4 October 2010
Speaking at the Pravasi Bharatiya Divas Africa India Diaspora Conference in Durban on Saturday, South African President Jacob Zuma invited Indian companies to do more business with South Africa.
“South Africa is the gateway to the one billion-strong African market,” Zuma told delegates at the conference, held to mark the 150th anniversary of the arrival of Indians in South Africa, and to acknowledge the Indian community’s contribution to the fight against apartheid.
“Our trade and investment opportunities for the Indian business sector lie in environmental technologies, ICT, transport equipment, capital equipments, creative industries and financial services,” Zuma said.
Investment from India into South Africa is roughly R45-billion, while trade from South Africa to India is an estimated R21-billion.
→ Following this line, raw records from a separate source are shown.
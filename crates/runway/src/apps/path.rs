//! Classification of paths relative to an apps root.

use serde::Serialize;

use super::version::is_version_segment;
use super::Layout;

#[derive(Debug, Clone, Default, PartialEq, Eq, Serialize)]
#[serde(rename_all = "camelCase")]
pub struct PathInfo {
    pub app_name: Option<String>,
    pub version: Option<String>,
    pub layout: Option<Layout>,
    /// Depth counted in nested-layout levels (`name@v` counts as two).
    pub depth: usize,
    /// True when the path is a version directory or something inside one.
    pub inside_version: bool,
}

pub fn classify(path: &str) -> PathInfo {
    let segments: Vec<&str> = path
        .split('/')
        .map(str::trim)
        .filter(|s| !s.is_empty())
        .collect();

    let Some(first) = segments.first() else {
        return PathInfo::default();
    };

    if let Some(idx) = first.rfind('@').filter(|idx| *idx > 0) {
        let version = &first[idx + 1..];
        if is_version_segment(version) {
            return PathInfo {
                app_name: Some(first[..idx].to_string()),
                version: Some(version.to_string()),
                layout: Some(Layout::Flat),
                depth: segments.len() + 1,
                inside_version: true,
            };
        }
    }

    let version = segments
        .get(1)
        .filter(|segment| is_version_segment(segment))
        .map(|segment| segment.to_string());

    PathInfo {
        app_name: Some(first.to_string()),
        inside_version: version.is_some(),
        version,
        layout: Some(Layout::Nested),
        depth: segments.len(),
    }
}

/// File mutations are only allowed at or below a version directory.
pub fn is_valid_upload_destination(path: &str) -> bool {
    classify(path).inside_version
}
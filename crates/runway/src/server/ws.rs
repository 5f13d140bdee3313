//! WebSocket Connection Handler
//!
//! Bridges an upgraded socket to the plugin websocket handler.

use std::sync::Arc;

use axum::extract::ws::{Message, WebSocket};
use bytes::Bytes;
use futures::{Sink, SinkExt, Stream, StreamExt};
use tokio::sync::mpsc;

use crate::plugin::{WebSocketHandler, WsConnection, WsMessage};

/// Handle a WebSocket connection
pub async fn handle_websocket(socket: WebSocket, handler: Arc<dyn WebSocketHandler>, path: String) {
    let (ws_sender, ws_receiver) = socket.split();
    bridge(ws_sender, ws_receiver, handler, path).await;
}

/// Pump frames between the socket halves and `handler` until either side
/// ends.
async fn bridge<S, R, E>(
    mut ws_sender: S,
    mut ws_receiver: R,
    handler: Arc<dyn WebSocketHandler>,
    path: String,
) where
    S: Sink<Message> + Unpin + Send + 'static,
    R: Stream<Item = Result<Message, E>> + Unpin + Send + 'static,
    E: Send + 'static,
{
    // Outgoing messages queued by the handler
    let (tx, mut rx) = mpsc::channel::<WsMessage>(64);
    let conn = WsConnection::new(path, tx);

    if let Err(e) = handler.on_open(&conn).await {
        tracing::warn!("WebSocket open handler failed for {}: {}", conn.id, e);
    }

    let mut send_task = tokio::spawn(async move {
        while let Some(msg) = rx.recv().await {
            let frame = match msg {
                WsMessage::Text(text) => Message::Text(text),
                WsMessage::Binary(data) => Message::Binary(data.to_vec()),
            };
            if ws_sender.send(frame).await.is_err() {
                break;
            }
        }
    });

    let recv_handler = handler.clone();
    let recv_conn = conn.clone();
    let mut recv_task = tokio::spawn(async move {
        while let Some(Ok(msg)) = ws_receiver.next().await {
            let message = match msg {
                Message::Text(text) => WsMessage::Text(text),
                Message::Binary(data) => WsMessage::Binary(Bytes::from(data)),
                Message::Close(_) => break,
                // Pong is handled automatically by axum
                _ => continue,
            };
            if let Err(e) = recv_handler.on_message(&recv_conn, message).await {
                tracing::warn!("WebSocket message handler failed for {}: {}", recv_conn.id, e);
            }
        }
    });

    // Handlers may keep `conn` around, so the send side never sees its
    // channel close. Whichever side ends first takes the other down.
    tokio::select! {
        _ = &mut send_task => recv_task.abort(),
        _ = &mut recv_task => send_task.abort(),
    }

    if let Err(e) = handler.on_close(&conn).await {
        tracing::warn!("WebSocket close handler failed for {}: {}", conn.id, e);
    }
    tracing::debug!("WebSocket {} closed", conn.id);
}
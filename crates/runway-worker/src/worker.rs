//! Worker thread implementation.
//!
//! This is the loop that runs inside the spawned thread: it boots the app
//! runtime, then serves commands until shutdown is signalled or the host
//! drops its handle.

use std::rc::Rc;
use std::sync::atomic::{AtomicBool, Ordering};
use std::sync::Arc;

use tokio::sync::{mpsc, oneshot, watch};

use crate::command::WorkerCommand;
use crate::error::WorkerError;
use crate::runtime::{self, AppRuntime};
use crate::WorkerSpec;

pub(crate) async fn run_worker(
    spec: WorkerSpec,
    mut cmd_rx: mpsc::Receiver<WorkerCommand>,
    mut shutdown_rx: watch::Receiver<bool>,
    terminated: Arc<AtomicBool>,
    init_tx: oneshot::Sender<Result<(), WorkerError>>,
) -> Result<(), WorkerError> {
    let name = spec.name.clone();

    let app: Rc<dyn AppRuntime> = match runtime::create(&spec).await {
        Ok(app) => Rc::from(app),
        Err(e) => {
            tracing::debug!("[run_worker:{}] Startup failed: {}", name, e);
            let _ = init_tx.send(Err(e.clone()));
            return Err(e);
        }
    };

    if init_tx.send(Ok(())).is_err() {
        // Host gave up waiting.
        app.shutdown().await;
        return Ok(());
    }

    loop {
        if *shutdown_rx.borrow() || terminated.load(Ordering::SeqCst) {
            break;
        }

        tokio::select! {
            biased;

            changed = shutdown_rx.changed() => {
                if changed.is_err() || *shutdown_rx.borrow() {
                    tracing::debug!("[run_worker:{}] Received shutdown signal", name);
                    break;
                }
            }

            cmd = cmd_rx.recv() => {
                let Some(cmd) = cmd else {
                    tracing::debug!("[run_worker:{}] Command channel closed", name);
                    break;
                };

                match cmd {
                    WorkerCommand::Fetch { request, reply } => {
                        let app = app.clone();
                        tokio::task::spawn_local(async move {
                            let result = app.handle(request).await;
                            let _ = reply.send(result);
                        });
                    }
                }
            }
        }
    }

    app.shutdown().await;
    Ok(())
}
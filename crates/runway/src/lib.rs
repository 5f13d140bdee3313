//! Runway
//!
//! Single-node application runtime: versioned apps on disk, each served by
//! an isolated worker from a keyed pool, with a plugin layer in front.

pub mod apps;
pub mod config;
pub mod error;
pub mod plugin;
pub mod pool;
pub mod routes;
pub mod server;

pub use error::{Error, Result};
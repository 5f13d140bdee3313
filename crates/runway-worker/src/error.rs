//! Error types for worker execution contexts.

use std::time::Duration;

/// Errors that can occur while creating or talking to a worker.
#[derive(Debug, Clone, thiserror::Error)]
pub enum WorkerError {
    #[error("Worker has terminated")]
    Terminated,

    #[error("Worker did not respond within {0:?}")]
    Timeout(Duration),

    #[error("Worker thread panicked")]
    ThreadPanic,

    #[error("Failed to start worker: {0}")]
    Startup(String),

    #[error("App error: {0}")]
    App(String),
}

impl WorkerError {
    /// Whether the request may succeed if sent again (to a fresh worker).
    pub fn is_retryable(&self) -> bool {
        matches!(self, WorkerError::Terminated)
    }
}

impl From<std::io::Error> for WorkerError {
    fn from(err: std::io::Error) -> Self {
        WorkerError::Startup(err.to_string())
    }
}
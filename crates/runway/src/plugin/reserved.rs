//! Paths reserved by plugins.

use std::collections::BTreeMap;

use serde::Serialize;

use crate::error::{Error, Result};

/// Path prefix -> owning plugin.
///
/// Every declared path is stored along with its first segment, so an app
/// named like a plugin prefix collides even when only the prefix overlaps.
#[derive(Debug, Clone, Default, Serialize)]
#[serde(transparent)]
pub struct ReservedPaths {
    paths: BTreeMap<String, String>,
}

impl ReservedPaths {
    pub fn new() -> Self {
        Self::default()
    }

    /// Reserve `path` for `plugin`. The first plugin to claim a path keeps it.
    pub fn insert(&mut self, path: &str, plugin: &str) {
        let Some(path) = normalize(path) else {
            return;
        };

        if let Some(first) = first_segment(&path) {
            self.paths
                .entry(first)
                .or_insert_with(|| plugin.to_string());
        }
        self.paths.entry(path).or_insert_with(|| plugin.to_string());
    }

    /// Plugin owning `path` or its first segment.
    pub fn owner(&self, path: &str) -> Option<&str> {
        let path = normalize(path)?;
        if let Some(owner) = self.paths.get(&path) {
            return Some(owner);
        }
        first_segment(&path)
            .and_then(|first| self.paths.get(&first))
            .map(String::as_str)
    }

    /// Fail with `RouteConflict` when `path` collides with a reserved path.
    pub fn check(&self, path: &str) -> Result<()> {
        match self.owner(path) {
            Some(plugin) => Err(Error::RouteConflict {
                path: path.to_string(),
                plugin: plugin.to_string(),
            }),
            None => Ok(()),
        }
    }

    pub fn for_plugin(&self, plugin: &str) -> Vec<String> {
        self.paths
            .iter()
            .filter(|(_, owner)| owner.as_str() == plugin)
            .map(|(path, _)| path.clone())
            .collect()
    }

    pub fn iter(&self) -> impl Iterator<Item = (&str, &str)> {
        self.paths.iter().map(|(p, o)| (p.as_str(), o.as_str()))
    }

    pub fn len(&self) -> usize {
        self.paths.len()
    }

    pub fn is_empty(&self) -> bool {
        self.paths.is_empty()
    }
}

/// Leading slash, no glob tail, no trailing slash. The root is never reserved.
fn normalize(path: &str) -> Option<String> {
    let literal = match path.find(['*', '?', '[', '{']) {
        Some(idx) => &path[..idx],
        None => path,
    };
    let trimmed = literal.trim().trim_matches('/');
    if trimmed.is_empty() {
        return None;
    }
    Some(format!("/{}", trimmed))
}

fn first_segment(path: &str) -> Option<String> {
    path.trim_start_matches('/')
        .split('/')
        .next()
        .filter(|s| !s.is_empty())
        .map(|s| format!("/{}", s))
}

#[cfg(test)]
mod tests {
    use super::*;

    #[test]
    fn test_first_segment_is_reserved() {
        let mut reserved = ReservedPaths::new();
        reserved.insert("/admin/api/**", "admin");

        assert_eq!(reserved.owner("/admin/api"), Some("admin"));
        assert_eq!(reserved.owner("/admin"), Some("admin"));
        assert_eq!(reserved.owner("admin/other"), Some("admin"));
        assert_eq!(reserved.owner("/todo"), None);
        assert_eq!(reserved.for_plugin("admin").len(), 2);
    }

    #[test]
    fn test_first_claim_wins() {
        let mut reserved = ReservedPaths::new();
        reserved.insert("/todo", "a");
        reserved.insert("/todo", "b");
        assert_eq!(reserved.owner("/todo"), Some("a"));
    }

    #[test]
    fn test_root_is_never_reserved() {
        let mut reserved = ReservedPaths::new();
        reserved.insert("/", "site");
        reserved.insert("/**", "site");
        assert!(reserved.is_empty());
    }

    #[test]
    fn test_check_reports_conflict() {
        let mut reserved = ReservedPaths::new();
        reserved.insert("/todo", "todo-plugin");
        let err = reserved.check("/todo").unwrap_err();
        assert!(matches!(err, Error::RouteConflict { ref plugin, .. } if plugin == "todo-plugin"));
        assert!(reserved.check("/notes").is_ok());
    }
}
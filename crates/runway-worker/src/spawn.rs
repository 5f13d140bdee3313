//! Worker spawn function.

use std::sync::atomic::{AtomicBool, AtomicU64, Ordering};
use std::sync::Arc;
use std::thread;

use tokio::sync::{mpsc, oneshot, watch};

use crate::error::WorkerError;
use crate::handle::WorkerHandle;
use crate::worker::run_worker;
use crate::WorkerSpec;

static NEXT_WORKER_ID: AtomicU64 = AtomicU64::new(1);

/// Spawn a worker thread for one app version.
///
/// Resolves once the app runtime inside the thread is ready to serve, or
/// with the error that prevented it from starting.
pub async fn spawn_worker(spec: WorkerSpec) -> Result<WorkerHandle, WorkerError> {
    let id = NEXT_WORKER_ID.fetch_add(1, Ordering::Relaxed);
    let name = format!("{}#{}", spec.name, id);
    tracing::debug!("[spawn_worker] Starting {} for {}", name, spec.dir.display());

    let terminated = Arc::new(AtomicBool::new(false));
    let terminated_clone = terminated.clone();

    let (cmd_tx, cmd_rx) = mpsc::channel(64);
    let (shutdown_tx, shutdown_rx) = watch::channel(false);
    let (init_tx, init_rx) = oneshot::channel::<Result<(), WorkerError>>();

    let timeout = spec.timeout;
    let thread_name = name.clone();
    let thread_handle = thread::Builder::new()
        .name(name.clone())
        .spawn(move || -> Result<(), WorkerError> {
            let rt = match tokio::runtime::Builder::new_current_thread()
                .enable_all()
                .build()
            {
                Ok(rt) => rt,
                Err(e) => {
                    let err = WorkerError::from(e);
                    let _ = init_tx.send(Err(err.clone()));
                    return Err(err);
                }
            };

            let local = tokio::task::LocalSet::new();
            let result = local.block_on(
                &rt,
                run_worker(spec, cmd_rx, shutdown_rx, terminated_clone.clone(), init_tx),
            );

            terminated_clone.store(true, Ordering::SeqCst);
            drop(local);
            rt.shutdown_background();
            tracing::debug!("[spawn_worker:{}] Thread exiting", thread_name);
            result
        })?;

    match init_rx.await {
        Ok(Ok(())) => {}
        Ok(Err(e)) => {
            let _ = thread_handle.join();
            return Err(e);
        }
        Err(_) => {
            let _ = thread_handle.join();
            return Err(WorkerError::ThreadPanic);
        }
    }

    tracing::debug!("[spawn_worker] {} is ready", name);

    Ok(WorkerHandle {
        id,
        name,
        cmd_tx,
        shutdown_tx,
        terminated,
        timeout,
        thread_handle: std::sync::Mutex::new(Some(thread_handle)),
    })
}
//! Child-process runtime.
//!
//! Runs the app entrypoint as a separate process listening on a private
//! loopback port and proxies every request to it.

use std::cell::RefCell;
use std::net::{Ipv4Addr, SocketAddr, TcpListener};
use std::process::Stdio;
use std::time::{Duration, Instant};

use async_trait::async_trait;
use http::header;
use tokio::process::{Child, Command};

use super::AppRuntime;
use crate::error::WorkerError;
use crate::{WorkerRequest, WorkerResponse, WorkerSpec};

const POLL_INTERVAL: Duration = Duration::from_millis(50);
const KILL_GRACE: Duration = Duration::from_secs(2);

pub struct ProcessRuntime {
    name: String,
    origin: String,
    client: reqwest::Client,
    child: RefCell<Option<Child>>,
}

impl ProcessRuntime {
    /// Install dependencies if needed, start the entrypoint and wait until
    /// it accepts connections.
    pub async fn start(spec: &WorkerSpec, entrypoint: &str) -> Result<Self, WorkerError> {
        if spec.auto_install {
            install_dependencies(spec).await?;
        }

        let port = free_port()?;
        let mut command = build_command(spec, entrypoint);
        command
            .current_dir(&spec.dir)
            .env("PORT", port.to_string())
            .env("HOST", Ipv4Addr::LOCALHOST.to_string())
            .env("APP_DIR", &spec.dir)
            .envs(&spec.env)
            .stdin(Stdio::null())
            .kill_on_drop(true);

        let mut child = command.spawn().map_err(|e| {
            WorkerError::Startup(format!("failed to run '{}': {}", entrypoint, e))
        })?;

        tracing::info!(
            "[{}] Started '{}' (pid {:?}) on port {}",
            spec.name,
            entrypoint,
            child.id(),
            port
        );

        if let Err(e) = wait_until_listening(&mut child, port, spec.startup_timeout).await {
            let _ = child.start_kill();
            return Err(e);
        }

        Ok(Self {
            name: spec.name.clone(),
            origin: format!("http://{}:{}", Ipv4Addr::LOCALHOST, port),
            client: reqwest::Client::new(),
            child: RefCell::new(Some(child)),
        })
    }
}

#[async_trait(?Send)]
impl AppRuntime for ProcessRuntime {
    async fn handle(&self, request: WorkerRequest) -> Result<WorkerResponse, WorkerError> {
        let (parts, body) = request.into_parts();
        let path = parts
            .uri
            .path_and_query()
            .map(|pq| pq.as_str())
            .unwrap_or("/");
        let url = format!("{}{}", self.origin, path);

        let mut headers = parts.headers;
        headers.remove(header::HOST);

        let upstream = self
            .client
            .request(parts.method, url)
            .headers(headers)
            .body(body)
            .send()
            .await
            .map_err(|e| WorkerError::App(e.to_string()))?;

        let status = upstream.status();
        let headers = upstream.headers().clone();
        let body = upstream
            .bytes()
            .await
            .map_err(|e| WorkerError::App(e.to_string()))?;

        let mut response = http::Response::new(body);
        *response.status_mut() = status;
        *response.headers_mut() = headers;
        response.headers_mut().remove(header::TRANSFER_ENCODING);
        Ok(response)
    }

    async fn shutdown(&self) {
        let child = self.child.borrow_mut().take();
        if let Some(mut child) = child {
            let _ = child.start_kill();
            match tokio::time::timeout(KILL_GRACE, child.wait()).await {
                Ok(Ok(status)) => tracing::debug!("[{}] Process exited: {}", self.name, status),
                Ok(Err(e)) => tracing::warn!("[{}] Failed to reap process: {}", self.name, e),
                Err(_) => tracing::warn!("[{}] Process did not exit in time", self.name),
            }
        }
    }
}

fn build_command(spec: &WorkerSpec, entrypoint: &str) -> Command {
    match spec.launcher.split_first() {
        Some((program, args)) => {
            let mut command = Command::new(program);
            command.args(args).arg(entrypoint);
            command
        }
        None => Command::new(spec.dir.join(entrypoint)),
    }
}

async fn install_dependencies(spec: &WorkerSpec) -> Result<(), WorkerError> {
    let has_manifest = tokio::fs::metadata(spec.dir.join("package.json")).await.is_ok();
    let installed = tokio::fs::metadata(spec.dir.join("node_modules")).await.is_ok();
    if !has_manifest || installed {
        return Ok(());
    }

    let Some((program, args)) = spec.install_command.split_first() else {
        return Ok(());
    };

    tracing::info!("[{}] Installing dependencies", spec.name);
    let status = Command::new(program)
        .args(args)
        .current_dir(&spec.dir)
        .stdin(Stdio::null())
        .status()
        .await
        .map_err(|e| WorkerError::Startup(format!("failed to run '{}': {}", program, e)))?;

    if !status.success() {
        return Err(WorkerError::Startup(format!(
            "dependency install failed with {}",
            status
        )));
    }
    Ok(())
}

fn free_port() -> Result<u16, WorkerError> {
    let listener = TcpListener::bind(SocketAddr::from((Ipv4Addr::LOCALHOST, 0)))?;
    Ok(listener.local_addr()?.port())
}

async fn wait_until_listening(
    child: &mut Child,
    port: u16,
    timeout: Duration,
) -> Result<(), WorkerError> {
    let deadline = Instant::now() + timeout;
    let addr = SocketAddr::from((Ipv4Addr::LOCALHOST, port));

    loop {
        if tokio::net::TcpStream::connect(addr).await.is_ok() {
            return Ok(());
        }

        if let Some(status) = child.try_wait()? {
            return Err(WorkerError::Startup(format!(
                "process exited before listening ({})",
                status
            )));
        }

        if Instant::now() >= deadline {
            return Err(WorkerError::Startup(format!(
                "process did not listen on port {} within {:?}",
                port, timeout
            )));
        }

        tokio::time::sleep(POLL_INTERVAL).await;
    }
}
Bilateral trade is said to have surpassed R53.9-billion, and is expected to reach R70-billion by 2012.
Zuma noted the robustness with which both India and South Africa’s economies had weathered the recent financial crisis.
Developing countries on the rise: Gordhan
Finance Minister Pravin Gordhan, addressign a business session at Saturday’s conference, said South Africa and India should brace for more business activity as investors took note of the human capital and currencies of developing nations.
He urged the two countries to investigate the potential that existed for further investment and business opportunities.
Gordhan said the global economy was projected to grow by 4 to 6.7 percent in the next few years, and that developing countries like India, China and Brazil would be largely responsible for the growth.
However, he cautioned that fair trade conditions were needed in order to avoid a repeat of the recent global recession, adding that the right balance had to be struck between global and national interests.
The President said the political, social and economic ties between India and South Africa had grown from strength to strength, with much bonding the two countries, including their shared vision of peace, impartiality and prosperity.
“We also share a common approach on a number of global issues, including reform of the United Nations, the future of multilateralism, climate change and South-South Cooperation,” Zuma said.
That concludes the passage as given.